Dans les dépôts, la décision du tribunal de Nanterre n’a pas toujours été bien accueillie par les salariés. A Lauwin-Planque, quand les salariés ont appris qu’ils ne travaillaient plus jusqu’à nouvel ordre, «ça a été tendu, les syndicats ont été pointés du doigt», assure Sandra (1). Pour elle, l’activité d’Amazon en plein confinement profite aussi aux salariés car «cela permet d’avoir une vie sociale, et tout le monde fait des heures sup et est content d’en profiter». Avec d’autres collègues, elle a mis en ligne une pétition pour demander la reprise des activités d’Amazon. «C’est quoi le mieux, un intérimaire vivant ou un mort ? répond sèchement Laurent Degousée de SUD commerce. Je sais que les temps sont durs, mais personne ne va mourir de faim, alors que du virus oui.»

D’autres salariés se sentent, eux, «rassurés» par cette décision de fermeture. «Je me demande pourquoi elle n’a pas été prise avant», s’interroge Yann (1), en intérim à Boves (Somme). Selon lui, malgré toutes les mesures prises par Amazon, «rien ne change». Et si reprise il y a, elle se fera sans lui. «On ne met pas des vies en danger, surtout pour un smic», s’indigne le jeune homme.

Appel de la décision

La firme américaine semble aujourd’hui payer son manque de coopération. Sous la pression des syndicats et du gouvernement fin mars, elle avait assuré que seuls les produits «essentiels» seraient livrés. Une fake news, a répondu l’association les Amis de la Terre (lire page 5). Pour le vérifier, nous avons nous-même commandé la semaine dernière un produit non essentiel à notre survie : des feutres. La livraison devait être assurée une semaine plus tard, elle a été réalisée en deux jours. Lors de l’audience, l’entreprise a assuré qu’elle épuisait les stocks de produits non essentiels avant de prioriser l’acheminement. Un argument qui n’a pas convaincu les juges.

Pour l’heure, impossible d’affirmer avec certitude qu’Amazon reprendra ses activités la semaine prochaine.
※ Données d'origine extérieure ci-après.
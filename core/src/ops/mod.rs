//! Operation model: the abstract instruction set routines are generated into.
//!
//! The instruction set is shaped after the JVM (the size-constrained engine
//! compiled units are ultimately loaded into): a stack machine with numbered
//! local slots, symbolic labels, structured switches and a handful of call
//! flavours. Every operation can be priced in backend size units, see
//! [`size_of`] and [`estimate`].
//!
//! # Stack Discipline
//!
//! Stack effect notation: `[..., operand1, operand2] -> [..., result]`.
//! `Call` always pushes exactly one value (calls to void routines push null),
//! which keeps pending-depth bookkeeping uniform across callee kinds.

mod cost;


pub use cost::{BYTECODE_SIZE_LIMIT, UNCLASSIFIED_SIZE, estimate, estimate_each, size_of};

use core::fmt;

use ecow::EcoString;
use serde::{Deserialize, Serialize};

use crate::tree::{BinaryOp, UnaryOp};

/// Symbolic jump target, unique within one routine.
#[derive(Debug, Copy, Clone, PartialEq, Eq, Hash, PartialOrd, Ord, Serialize, Deserialize)]
pub struct Label(pub u32);

impl fmt::Display for Label {
    fn fmt(&self, f: &mut fmt::Formatter<'_>) -> fmt::Result {
        write!(f, "L{}", self.0)
    }
}

/// Literal operand of [`Operation::Push`].
#[derive(Debug, Clone, PartialEq, Serialize, Deserialize)]
pub enum Constant {
    Null,
    Bool(bool),
    Int(i64),
    Float(f64),
    Str(EcoString),
}

impl fmt::Display for Constant {
    fn fmt(&self, f: &mut fmt::Formatter<'_>) -> fmt::Result {
        match self {
            Constant::Null => f.write_str("null"),
            Constant::Bool(b) => write!(f, "{b}"),
            Constant::Int(i) => write!(f, "{i}"),
            Constant::Float(x) => write!(f, "{x:?}"),
            Constant::Str(s) => write!(f, "{s:?}"),
        }
    }
}

/// Branch condition, tested against the popped top of stack.
#[derive(Debug, Copy, Clone, PartialEq, Eq, Hash, Serialize, Deserialize)]
pub enum Condition {
    /// Top is `true`.
    IfTrue,
    /// Top is `false`.
    IfFalse,
    IfNull,
    IfNonNull,
}

/// How a call is bound on the target engine. Interface and dynamic calls
/// carry extra operand bytes and are priced higher.
#[derive(Debug, Copy, Clone, PartialEq, Eq)]
pub enum Dispatch {
    Static,
    Virtual,
    Interface,
    Dynamic,
}

/// Runtime services provided by the interpreter. Arguments are listed in push
/// order; every service leaves exactly one result.
#[derive(Debug, Clone, PartialEq, Eq, Hash, Serialize, Deserialize)]
pub enum RuntimeFn {
    /// `[ctx, key] -> value`. Safe lookups yield null for unknown names.
    ScopeFind { safe: bool },
    /// `[ctx, key, value] -> value`
    ScopeAssign,
    /// `[ctx, object, key] -> value`
    Dereference { safe: bool },
    /// `[ctx, object, key, value] -> value`
    AssignMember,
    /// `[ctx, key, args] -> value`. Named calls pass a struct instead of an array.
    InvokeFunction { named: bool },
    /// `[ctx, object, key, args] -> value`
    InvokeMember { safe: bool, named: bool },
    /// `[left, right] -> value`
    Binary(BinaryOp),
    /// `[operand] -> value`
    Unary(UnaryOp),
    /// `[value] -> bool`
    Truthy,
    /// `[parts] -> string`
    Concat,
    /// `[pairs] -> struct`, where `pairs` alternates keys and values.
    StructOf,
    /// `[ctx, class key, args] -> object`
    NewObject,
    /// `[ctx, routine, arguments] -> function`
    MakeClosure { lambda: bool },
    /// `[ctx, exception] -> ctx`
    CatchContext,
    /// `[collection] -> iterator`
    IterateStart,
    /// `[iterator] -> bool`
    IterateHasNext,
    /// `[iterator] -> value`
    IterateNext,
    /// `[ctx, key, routine, arguments] -> null`
    RegisterFunction,
}

impl RuntimeFn {
    pub fn arity(&self) -> u8 {
        match self {
            RuntimeFn::Unary(_)
            | RuntimeFn::Truthy
            | RuntimeFn::Concat
            | RuntimeFn::StructOf
            | RuntimeFn::IterateStart
            | RuntimeFn::IterateHasNext
            | RuntimeFn::IterateNext => 1,
            RuntimeFn::ScopeFind { .. } | RuntimeFn::Binary(_) | RuntimeFn::CatchContext => 2,
            RuntimeFn::ScopeAssign
            | RuntimeFn::Dereference { .. }
            | RuntimeFn::InvokeFunction { .. }
            | RuntimeFn::NewObject
            | RuntimeFn::MakeClosure { .. } => 3,
            RuntimeFn::AssignMember | RuntimeFn::InvokeMember { .. } | RuntimeFn::RegisterFunction => 4,
        }
    }

    /// Scope and context services are reached through the context interface;
    /// everything else is a static helper.
    pub fn dispatch(&self) -> Dispatch {
        match self {
            RuntimeFn::ScopeFind { .. }
            | RuntimeFn::ScopeAssign
            | RuntimeFn::InvokeFunction { .. }
            | RuntimeFn::NewObject
            | RuntimeFn::CatchContext
            | RuntimeFn::RegisterFunction => Dispatch::Interface,
            RuntimeFn::IterateHasNext | RuntimeFn::IterateNext => Dispatch::Interface,
            RuntimeFn::MakeClosure { .. } => Dispatch::Dynamic,
            _ => Dispatch::Static,
        }
    }
}

/// Operations the backend understands natively.
#[derive(Debug, Clone, PartialEq, Eq, Hash, Serialize, Deserialize)]
pub enum Intrinsic {
    /// `[] -> signal`
    SignalNormal,
    /// `[value] -> signal`
    SignalReturn,
    /// `[label or null] -> signal`
    SignalBreak,
    /// `[label or null] -> signal`
    SignalContinue,
    /// `[signal] -> bool`
    SignalIsNormal,
    /// `[signal] -> value`, the carried value of a `Return`, otherwise null.
    SignalUnwrap,
    /// `[literal] -> key`
    KeyOf,
    /// `[] -> routine reference`
    RoutineRef(EcoString),
}

impl Intrinsic {
    pub fn arity(&self) -> u8 {
        match self {
            Intrinsic::SignalNormal | Intrinsic::RoutineRef(_) => 0,
            _ => 1,
        }
    }
}

#[derive(Debug, Clone, PartialEq, Eq, Hash, Serialize, Deserialize)]
pub enum Callee {
    Runtime(RuntimeFn),
    /// Another routine of the same unit.
    Routine(EcoString),
    Intrinsic(Intrinsic),
}

impl Callee {
    pub fn dispatch(&self) -> Dispatch {
        match self {
            Callee::Runtime(f) => f.dispatch(),
            Callee::Routine(_) => Dispatch::Static,
            Callee::Intrinsic(Intrinsic::SignalIsNormal | Intrinsic::SignalUnwrap) => Dispatch::Virtual,
            Callee::Intrinsic(Intrinsic::RoutineRef(_)) => Dispatch::Dynamic,
            Callee::Intrinsic(_) => Dispatch::Static,
        }
    }
}

impl fmt::Display for Callee {
    fn fmt(&self, f: &mut fmt::Formatter<'_>) -> fmt::Result {
        match self {
            Callee::Runtime(func) => write!(f, "runtime {func:?}"),
            Callee::Routine(name) => write!(f, "routine {name}"),
            Callee::Intrinsic(Intrinsic::RoutineRef(name)) => write!(f, "ref {name}"),
            Callee::Intrinsic(i) => write!(f, "{i:?}"),
        }
    }
}

#[derive(Debug, Clone, PartialEq, Serialize, Deserialize)]
pub enum Operation {
    // ========================================================================
    // Stack & Constants
    // ========================================================================
    /// Stack: `[...] -> [..., constant]`
    Push(Constant),
    /// Load entry `index` of the unit's key array.
    /// Stack: `[...] -> [..., key]`
    PushKey(u32),
    Dup,
    Pop,
    Swap,

    // ========================================================================
    // Locals
    // ========================================================================
    Load(u16),
    Store(u16),
    /// Add `delta` to an integer slot in place.
    Increment { slot: u16, delta: i32 },

    // ========================================================================
    // Arrays
    // ========================================================================
    /// Stack: `[..., length] -> [..., array]`
    NewArray,
    /// Stack: `[..., array, index, value] -> [...]`
    ArrayStore,
    /// Stack: `[..., array, index] -> [..., value]`
    ArrayLoad,
    ArrayLength,

    // ========================================================================
    // Calls
    // ========================================================================
    /// Stack: `[..., arg1, ..., argN] -> [..., result]`
    Call { callee: Callee, argc: u8 },

    // ========================================================================
    // Control Flow
    // ========================================================================
    Branch { condition: Condition, target: Label },
    Jump(Label),
    /// Dense dispatch on the popped integer: `low + i` goes to `targets[i]`.
    TableSwitch { low: i32, default: Label, targets: Vec<Label> },
    /// Sparse dispatch on the popped integer.
    LookupSwitch { default: Label, arms: Vec<(i32, Label)> },
    Label(Label),
    Return,
    ReturnVoid,
    Throw,

    // ========================================================================
    // Markers
    // ========================================================================
    /// Source offset of the statement that follows (debug info only).
    Position(u32),
    /// Statement boundary with an empty evaluation stack; the only place a
    /// routine may be split.
    Divider,

    /// An instruction the model does not classify. Priced conservatively.
    Opaque { mnemonic: EcoString, pops: u8, pushes: u8 },
}

impl Operation {
    pub fn call(callee: Callee, argc: u8) -> Self {
        Operation::Call { callee, argc }
    }

    pub fn runtime(func: RuntimeFn) -> Self {
        let argc = func.arity();
        Operation::Call { callee: Callee::Runtime(func), argc }
    }

    pub fn intrinsic(intrinsic: Intrinsic) -> Self {
        let argc = intrinsic.arity();
        Operation::Call { callee: Callee::Intrinsic(intrinsic), argc }
    }

    pub fn push_int(value: i64) -> Self {
        Operation::Push(Constant::Int(value))
    }

    pub fn push_str(value: impl Into<EcoString>) -> Self {
        Operation::Push(Constant::Str(value.into()))
    }

    /// Values popped and pushed by this operation.
    pub fn stack_effect(&self) -> (usize, usize) {
        match self {
            Operation::Push(_) | Operation::PushKey(_) | Operation::Load(_) => (0, 1),
            Operation::Dup => (1, 2),
            Operation::Pop | Operation::Store(_) => (1, 0),
            Operation::Swap => (2, 2),
            Operation::Increment { .. } => (0, 0),
            Operation::NewArray | Operation::ArrayLength => (1, 1),
            Operation::ArrayStore => (3, 0),
            Operation::ArrayLoad => (2, 1),
            Operation::Call { argc, .. } => (*argc as usize, 1),
            Operation::Branch { .. } => (1, 0),
            Operation::Jump(_) => (0, 0),
            Operation::TableSwitch { .. } | Operation::LookupSwitch { .. } => (1, 0),
            Operation::Label(_) | Operation::Position(_) | Operation::Divider => (0, 0),
            Operation::Return | Operation::Throw => (1, 0),
            Operation::ReturnVoid => (0, 0),
            Operation::Opaque { pops, pushes, .. } => (*pops as usize, *pushes as usize),
        }
    }

    /// Labels this operation may transfer control to.
    pub fn label_refs(&self) -> Vec<Label> {
        match self {
            Operation::Branch { target, .. } | Operation::Jump(target) => vec![*target],
            Operation::TableSwitch { default, targets, .. } => {
                let mut labels = targets.clone();
                labels.push(*default);
                labels
            }
            Operation::LookupSwitch { default, arms } => {
                let mut labels: Vec<_> = arms.iter().map(|(_, l)| *l).collect();
                labels.push(*default);
                labels
            }
            _ => Vec::new(),
        }
    }

    /// Control never continues to the next operation.
    pub fn is_terminal(&self) -> bool {
        matches!(
            self,
            Operation::Return
                | Operation::ReturnVoid
                | Operation::Throw
                | Operation::Jump(_)
                | Operation::TableSwitch { .. }
                | Operation::LookupSwitch { .. }
        )
    }

    pub fn is_switch(&self) -> bool {
        matches!(self, Operation::TableSwitch { .. } | Operation::LookupSwitch { .. })
    }

    /// Slot read or written by this operation, if any.
    pub fn slot(&self) -> Option<u16> {
        match self {
            Operation::Load(s) | Operation::Store(s) | Operation::Increment { slot: s, .. } => Some(*s),
            _ => None,
        }
    }

    pub fn writes_slot(&self) -> bool {
        matches!(self, Operation::Store(_) | Operation::Increment { .. })
    }
}

impl fmt::Display for Operation {
    fn fmt(&self, f: &mut fmt::Formatter<'_>) -> fmt::Result {
        match self {
            Operation::Push(c) => write!(f, "push {c}"),
            Operation::PushKey(i) => write!(f, "key #{i}"),
            Operation::Dup => f.write_str("dup"),
            Operation::Pop => f.write_str("pop"),
            Operation::Swap => f.write_str("swap"),
            Operation::Load(s) => write!(f, "load {s}"),
            Operation::Store(s) => write!(f, "store {s}"),
            Operation::Increment { slot, delta } => write!(f, "inc {slot} {delta:+}"),
            Operation::NewArray => f.write_str("newarray"),
            Operation::ArrayStore => f.write_str("astore"),
            Operation::ArrayLoad => f.write_str("aload"),
            Operation::ArrayLength => f.write_str("alength"),
            Operation::Call { callee, argc } => write!(f, "call {callee} /{argc}"),
            Operation::Branch { condition, target } => write!(f, "branch {condition:?} (to {target})"),
            Operation::Jump(target) => write!(f, "jump (to {target})"),
            Operation::TableSwitch { low, default, targets } => {
                write!(f, "tableswitch low={low} [")?;
                for (i, t) in targets.iter().enumerate() {
                    if i > 0 {
                        f.write_str(", ")?;
                    }
                    write!(f, "{t}")?;
                }
                write!(f, "] default {default}")
            }
            Operation::LookupSwitch { default, arms } => {
                f.write_str("lookupswitch [")?;
                for (i, (value, t)) in arms.iter().enumerate() {
                    if i > 0 {
                        f.write_str(", ")?;
                    }
                    write!(f, "{value}: {t}")?;
                }
                write!(f, "] default {default}")
            }
            Operation::Label(l) => write!(f, "{l}:"),
            Operation::Return => f.write_str("return"),
            Operation::ReturnVoid => f.write_str("return void"),
            Operation::Throw => f.write_str("throw"),
            Operation::Position(offset) => write!(f, "@{offset}"),
            Operation::Divider => f.write_str("--"),
            Operation::Opaque { mnemonic, .. } => write!(f, "{mnemonic}"),
        }
    }
}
Interrogé sur Europe 1 jeudi, Frédéric Duval, le directeur général d’Amazon France, a estimé qu’il était pour l’heure «trop tôt pour parler de réouverture» et a confirmé faire appel de la décision. Invité cette fois sur RTL, il a avancé de nouveaux arguments : «Je ne sais pas définir exactement ce qu’est un produit d’hygiène : est-ce qu’un coupe-ongles en est un ? Est-ce qu’un préservatif est un produit médical ?» Dans une salve de tweets, le compte officiel de la firme en France a, lui, estimé que cette fermeture «aura[it] probablement des conséquences», notamment pour les «nombreuses TPE et PME françaises qui s’appuient sur Amazon pour se développer». Manière de dire que la France ne peut plus se passer du géant américain du commerce en ligne.